When the race was red-flagged shortly before the five-hour mark, Franck Montagny was in the lead in the #08 Peugeot HDI FAP he shared with Stephane Sarrazin, followed by teammates Pedro Lamy and Nicolas Minassian, and five seconds ahead of Alan McNish and Dindo Capello’s Audi R15 TDI. Although the Peugeots never passed the Audi in green-flag racing, they were ahead when the checkered flag fell.

Franck Montagny started second but fell to fourth early on. He described his efforts to get back in the race. “At the beginning we struggled, then we put on the dry tires and we went very, very fast, to catch back up as fast as we could. It was like qualifying laps all the time.
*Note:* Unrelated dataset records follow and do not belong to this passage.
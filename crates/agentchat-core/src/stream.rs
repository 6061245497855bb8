use futures_util::StreamExt;
use futures_util::stream::BoxStream;
use std::sync::Arc;
use std::time::Duration;
use tokio::sync::{Mutex, watch};
use tokio::task::JoinHandle;

use crate::error::{ChatError, NetworkError};
use crate::network::{NetworkSession, RawMessage};
use crate::timeline::Timeline;

type MessageStream = BoxStream<'static, Result<RawMessage, NetworkError>>;

#[derive(Debug, Clone, Copy, PartialEq, Eq)]
pub enum StreamState {
    Idle,
    Subscribing,
    Streaming,
    Error,
}

/// Live message subscription feeding the timeline.
///
/// At most one subscription task runs at a time. Item errors are logged and
/// skipped; a failed or ended subscription goes back to `Idle` and, when a
/// retry delay is configured, resubscribes from the same task.
pub struct StreamListener {
    state: watch::Sender<StreamState>,
    task: Option<JoinHandle<()>>,
    retry_delay: Option<Duration>,
}

impl StreamListener {
    pub fn new(retry_delay: Option<Duration>) -> Self {
        let (state, _) = watch::channel(StreamState::Idle);
        Self {
            state,
            task: None,
            retry_delay,
        }
    }

    pub fn state(&self) -> StreamState {
        *self.state.borrow()
    }

    pub fn watch(&self) -> watch::Receiver<StreamState> {
        self.state.subscribe()
    }

    pub fn is_running(&self) -> bool {
        self.task.as_ref().is_some_and(|t| !t.is_finished())
    }

    /// Subscribe, then pump the stream from a background task. The
    /// subscription exists once this returns, so nothing published after it
    /// is missed. Returns `false` when one is already running.
    pub async fn start(
        &mut self,
        session: Arc<dyn NetworkSession>,
        timeline: Arc<Mutex<Timeline>>,
    ) -> bool {
        if self.is_running() {
            tracing::debug!("message stream already running");
            return false;
        }
        let first = subscribe(session.as_ref(), &self.state).await;
        let state = self.state.clone();
        let retry_delay = self.retry_delay;
        self.task = Some(tokio::spawn(async move {
            let mut next = first;
            loop {
                if let Some(stream) = next.take() {
                    pump(stream, &timeline).await;
                }
                let _ = state.send(StreamState::Idle);
                match retry_delay {
                    Some(delay) => tokio::time::sleep(delay).await,
                    None => break,
                }
                next = subscribe(session.as_ref(), &state).await;
            }
        }));
        true
    }

    pub fn stop(&mut self) {
        if let Some(task) = self.task.take() {
            task.abort();
            tracing::debug!("message stream stopped");
        }
        let _ = self.state.send(StreamState::Idle);
    }
}

impl Drop for StreamListener {
    fn drop(&mut self) {
        if let Some(task) = self.task.take() {
            task.abort();
        }
    }
}

async fn subscribe(
    session: &dyn NetworkSession,
    state: &watch::Sender<StreamState>,
) -> Option<MessageStream> {
    let _ = state.send(StreamState::Subscribing);
    match session.stream_all_messages().await {
        Ok(stream) => {
            let _ = state.send(StreamState::Streaming);
            tracing::info!("message stream started");
            Some(stream)
        }
        Err(e) => {
            let err = ChatError::Stream(e);
            tracing::warn!(err = %err, "message stream subscription failed");
            let _ = state.send(StreamState::Error);
            None
        }
    }
}

async fn pump(mut stream: MessageStream, timeline: &Mutex<Timeline>) {
    while let Some(item) = stream.next().await {
        match item {
            Ok(raw) => {
                let added = timeline.lock().await.apply_inbound(&raw);
                if let Some(message) = added {
                    tracing::debug!(message_id = %message.id, "streamed message appended");
                }
            }
            Err(e) => {
                let err = ChatError::Stream(e);
                tracing::warn!(err = %err, "skipping stream item");
            }
        }
    }
    tracing::info!("message stream ended");
}

#[cfg(test)]
mod tests {
    use super::*;
    use crate::network::{ConsentState, InstallationInfo, NetworkConversation};
    use async_trait::async_trait;
    use std::sync::atomic::{AtomicUsize, Ordering};

    /// Emits a fixed batch of items per subscription.
    struct ScriptedSession {
        subscriptions: AtomicUsize,
        items: Vec<Result<RawMessage, NetworkError>>,
    }

    #[async_trait]
    impl NetworkSession for ScriptedSession {
        fn inbox_id(&self) -> String {
            "me".into()
        }
        fn installation_id(&self) -> String {
            "inst".into()
        }
        async fn sync_all(&self, _consent: &[ConsentState]) -> Result<(), NetworkError> {
            Ok(())
        }
        async fn list_dms(
            &self,
            _consent: &[ConsentState],
        ) -> Result<Vec<Arc<dyn NetworkConversation>>, NetworkError> {
            Ok(Vec::new())
        }
        async fn create_dm(&self, _peer: &str) -> Result<Arc<dyn NetworkConversation>, NetworkError> {
            Err(NetworkError::from_message("unsupported"))
        }
        async fn get_conversation(
            &self,
            _id: &str,
        ) -> Result<Option<Arc<dyn NetworkConversation>>, NetworkError> {
            Ok(None)
        }
        async fn stream_all_messages(
            &self,
        ) -> Result<BoxStream<'static, Result<RawMessage, NetworkError>>, NetworkError> {
            self.subscriptions.fetch_add(1, Ordering::SeqCst);
            Ok(futures_util::stream::iter(self.items.clone()).boxed())
        }
        async fn installations(&self) -> Result<Vec<InstallationInfo>, NetworkError> {
            Ok(Vec::new())
        }
        async fn revoke_all_installations(&self) -> Result<usize, NetworkError> {
            Ok(0)
        }
        async fn close(&self) {}
    }

    #[tokio::test]
    async fn errors_are_skipped_and_duplicates_dropped() {
        let msg = RawMessage::text("m1", "conv", "agent", "hi").with_sent_ns(1_000_000);
        let session = Arc::new(ScriptedSession {
            subscriptions: AtomicUsize::new(0),
            items: vec![
                Ok(msg.clone()),
                Err(NetworkError::from_message("decode failed")),
                Ok(msg),
                Ok(RawMessage::text("m2", "conv", "agent", "again").with_sent_ns(2_000_000)),
            ],
        });
        let mut tl = Timeline::new(Duration::from_secs(30));
        tl.attach("me", "conv");
        let timeline = Arc::new(Mutex::new(tl));

        let mut listener = StreamListener::new(None);
        assert!(listener.start(session.clone(), timeline.clone()).await);
        // subscribed before the pump task has run
        assert_eq!(session.subscriptions.load(Ordering::SeqCst), 1);
        while listener.is_running() {
            tokio::task::yield_now().await;
        }

        assert_eq!(listener.state(), StreamState::Idle);
        let ids: Vec<String> = timeline.lock().await.messages().iter().map(|m| m.id.clone()).collect();
        assert_eq!(ids, ["m1", "m2"]);
        assert_eq!(session.subscriptions.load(Ordering::SeqCst), 1);
    }

    #[tokio::test(start_paused = true)]
    async fn start_is_a_no_op_while_running() {
        let session = Arc::new(ScriptedSession {
            subscriptions: AtomicUsize::new(0),
            items: Vec::new(),
        });
        let timeline = Arc::new(Mutex::new(Timeline::new(Duration::from_secs(30))));
        let mut listener = StreamListener::new(Some(Duration::from_secs(60)));
        assert!(listener.start(session.clone(), timeline.clone()).await);
        assert!(!listener.start(session.clone(), timeline.clone()).await);
        tokio::time::sleep(Duration::from_secs(1)).await;
        assert_eq!(session.subscriptions.load(Ordering::SeqCst), 1);

        tokio::time::sleep(Duration::from_secs(60)).await;
        assert_eq!(session.subscriptions.load(Ordering::SeqCst), 2);

        listener.stop();
        assert_eq!(listener.state(), StreamState::Idle);
    }
}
“The only problem is that it was half a race. We wanted to race for a complete one and to fight against Joest [Audi Sport Team Joest] for longer.”

The race started on a wet track and rain came and went throughout the event, keeping teams guessing about tires choices and race strategies. The rain was responsible for many spins, many wrecks, and many laps spent in the pits by many cars. And in the end, it was how the drivers dealt with the rain that decided winners of the two classes where the championship is not yet decided. Related Articles

Although Audi led from the green flag and the winning Peugeot only passed the first-place Audi when Allan McNish spun in the rain during a full-course caution, a win is a win, and Peugeot earned it by being in the right place—in this case, in second place, and on the track—at the right time.

While fans didn’t get to see the epic ten-hour Peugeot-Audi battle they had hoped for, they still got to see an exciting five-hour skirmish that culminated in an Audi disaster which proved a racing adage: it doesn’t matter who leads the most laps, it matters who leads the last lap.

Audi led from the first lap until lap 169, when Allan McNish spun and lost two positions.

On lap 177, the rain started pouring down. Both Audis came in for rain tires, gaining ground on the Peugeots, which were circulating slowly on slicks. McNish recaptured second coming out of the pits, but didn’t hold it for long.

As soon as McNish hit the track he told his team on the radio that the rain was too hard and the stewards needed to call a full-course caution.

Almost simultaneously, McNish and teammate Marco Werner spun, as did Pedro Lamy in the Peugeot, and Robert Bell in the Drayson Lola; the stewards then called a caution. Seven minutes later the stewards red-flagged the race, calling all the cars into the pits until the rain abated.

Four hours later, stewards decided that the track could not be ready by the end of the ten-hour time limit and called the race. Peugeot got the win, while Audi had to be satisfied with third place.